I was pretty impressed with the measures Showcase Cinemas is taking with theater safety. The 6 feet positions were clearly marked, and people were respecting the rules. The bathrooms and theater were actually immaculately clean, best I’ve seen since the theater first opened. The seats were comfortable (I think they upgraded the chairs during the pandemic) and the spacing between parties was perfect while seated. Although I am vaccinated, there is still a small chance of getting sick, or passing it on. I am happy to say that I felt perfectly safe in this environment. That probably constituted a partial reason for the broad smile on my face throughout the movie. A partial reason. The main reason was that I was finally seeing a movie again, and a Godzilla one at that.
I saw this in IMAX. Now, it is not shot in IMAX or presented in that screen ratio, but it did not matter. Godzilla vs Kong needs to be seen on the biggest screen possible. I have HBO Max and could have watched this from my living room (and I will be doing so this weekend) but it is not the same. I know theaters can sometimes be annoying with kids talking and jerks looking at their phones, but the cinema experience cannot be fully replicated at home. I know people have their fancy home set ups, but it’s not the same. The whole experience of leaving the house, getting some food, sitting down and enjoying the movie, away from your normal life, is special. I’ve missed that, and I will be reactivating my Showcase subscription account and seeing my requisite 3 movies (minimum) per month. It’s good to be back.
Now, how was the movie?
It was great. A true popcorn flick, and a crowd pleaser. There isn’t much depth here, no greater message. There doesn’t have to be. It is a Godzilla movie, with all the spectacle that entails. It is also a King Kong movie, with all of the sympathy, and emotion, the character brings to the table. This is the last planned film under Legendary’s license from Toho, aside from a Skull Island animated series coming to Netflix. GvK actually makes a good finale to the series, so I wouldn’t be too sad if this is the end.
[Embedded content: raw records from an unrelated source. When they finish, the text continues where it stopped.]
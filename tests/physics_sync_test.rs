use approx::assert_relative_eq;
use cgmath::Vector3;
use deferred_ngin::{
    data_structures::{scene_graph::SceneGraph, transform::Transform},
    physics::{BodyDesc, BodyHandle, Nudge, PhysicsService, PhysicsSync, sphere_stack},
};

use crate::common::test_utils::{FakeLoader, FakePhysics};
mod common;

const SPHERE: &str = "sphere.obj";

fn one_body_scene(loader: &FakeLoader) -> (SceneGraph, PhysicsSync) {
    let mut scene = SceneGraph::new();
    scene.start_scene(Transform::new(), 1.0);
    let id = scene.add_at(loader, SPHERE, 1.0, 2.0, 3.0, 1.0, 1.0, 1.0);
    let mut sync = PhysicsSync::new();
    sync.bind(BodyHandle(0), id);
    (scene, sync)
}

#[test]
fn should_skip_sync_while_uninitialized() {
    let loader = FakeLoader::new();
    let (mut scene, sync) = one_body_scene(&loader);
    let mut physics = FakePhysics::default();

    assert_eq!(sync.sync(&mut physics, &mut scene, 0.5), 0);
    assert_eq!(physics.steps, 0);
}

#[test]
fn should_step_once_and_copy_positions() {
    let loader = FakeLoader::new();
    let (mut scene, sync) = one_body_scene(&loader);
    let mut physics = FakePhysics::default();
    physics.initialize(&[BodyDesc {
        position: Vector3::new(1.0, 2.0, 3.0),
        scale: 1.0,
    }]);

    assert_eq!(sync.sync(&mut physics, &mut scene, 0.5), 1);

    assert_eq!(physics.steps, 1);
    let position = scene.placements()[0].transform().position;
    assert_relative_eq!(position.x, 1.0);
    assert_relative_eq!(position.y, 1.5);
    assert_relative_eq!(position.z, 3.0);
}

#[test]
fn should_ignore_placements_of_an_old_scene() {
    let loader = FakeLoader::new();
    let (mut scene, sync) = one_body_scene(&loader);
    let mut physics = FakePhysics::default();
    physics.initialize(&[BodyDesc {
        position: Vector3::new(0.0, 0.0, 0.0),
        scale: 1.0,
    }]);
    scene.start_scene(Transform::new(), 1.0);
    scene.add(&loader, SPHERE, Transform::new());

    assert_eq!(sync.sync(&mut physics, &mut scene, 0.1), 0);
    assert_eq!(scene.placements()[0].transform().position, Vector3::new(0.0, 0.0, 0.0));
}

#[test]
fn should_skip_bodies_without_position() {
    let loader = FakeLoader::new();
    let (mut scene, mut sync) = one_body_scene(&loader);
    let extra = scene.add(&loader, SPHERE, Transform::new());
    sync.bind(BodyHandle(7), extra);
    let mut physics = FakePhysics::default();
    physics.initialize(&[BodyDesc {
        position: Vector3::new(0.0, 4.0, 0.0),
        scale: 1.0,
    }]);

    assert_eq!(sync.len(), 2);
    assert_eq!(sync.sync(&mut physics, &mut scene, 1.0), 1);
}

#[test]
fn should_stack_hundred_spheres_above_ground() {
    let bodies = sphere_stack();
    assert_eq!(bodies.len(), 100);
    for body in &bodies {
        assert!(body.position.y - body.scale > 0.0);
        assert!(body.position.x.abs() < 10.0 && body.position.z.abs() < 10.0);
    }
    for (i, a) in bodies.iter().enumerate() {
        for b in &bodies[i + 1..] {
            let gap = (a.position - b.position).map(f32::abs);
            assert!(gap.x >= 1.0 || gap.y >= 1.0 || gap.z >= 1.0, "bodies overlap");
        }
    }
}

#[test]
fn should_point_nudges_in_unit_directions() {
    use cgmath::InnerSpace;
    for nudge in [Nudge::Left, Nudge::Right, Nudge::Forward, Nudge::Back, Nudge::Up] {
        assert_relative_eq!(nudge.direction().magnitude(), 1.0);
    }
    assert_eq!(Nudge::Left.direction(), -Nudge::Right.direction());
}

#[cfg(feature = "physics")]
mod rapier_backend {
    use super::*;
    use deferred_ngin::physics::rapier::RapierPhysics;

    #[test]
    fn should_drop_spheres_under_gravity() {
        let mut physics = RapierPhysics::new();
        let handles = physics.initialize(&[BodyDesc {
            position: Vector3::new(0.0, 10.0, 0.0),
            scale: 1.0,
        }]);
        assert_eq!(handles, vec![BodyHandle(0)]);
        assert!(physics.is_initialized());

        for _ in 0..60 {
            physics.step(1.0 / 60.0);
        }

        let position = physics.position(handles[0]).expect("body exists");
        assert!(position.y < 10.0, "sphere did not fall: {position:?}");
        assert!(position.y > 0.0, "sphere fell through the ground: {position:?}");
        assert!(physics.orientation(handles[0]).is_some());
    }

    #[test]
    fn should_forget_bodies_on_shutdown() {
        let mut physics = RapierPhysics::new();
        let handles = physics.initialize(&sphere_stack());
        assert_eq!(handles.len(), 100);

        physics.shutdown();

        assert!(!physics.is_initialized());
        assert!(physics.position(handles[0]).is_none());
        // stepping and nudging a shut down world are no-ops
        physics.step(1.0);
        physics.process_key(Nudge::Up);
        physics.shutdown();
    }

    #[test]
    fn should_push_bodies_on_nudge() {
        let mut physics = RapierPhysics::new();
        let handles = physics.initialize(&[BodyDesc {
            position: Vector3::new(0.0, 10.0, 0.0),
            scale: 1.0,
        }]);

        physics.process_key(Nudge::Right);
        physics.step(1.0 / 60.0);

        let position = physics.position(handles[0]).expect("body exists");
        assert!(position.x > 0.0);
    }
}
Toho will be making Godzilla movies long after I’m dead, so there’ll be no shortage of those. How does this rank in the Legendary Pictures MonsterVerse?
- Godzilla vs Kong
- Godzilla: King of the Monsters
- Kong: Skull Island
Yeah, it’s the best. I’ve felt that each film improved on the last, with this easily taking the top prize. They should be happy with that achievement, and the rip-roaring success the movie is having at the theater! 2 days in and they’ve already made 138 million worldwide, not counting all those HBO Max subscription numbers. That’s great in these strange times, but thanks to Godzilla vs Kong, these times are getting a little more normal.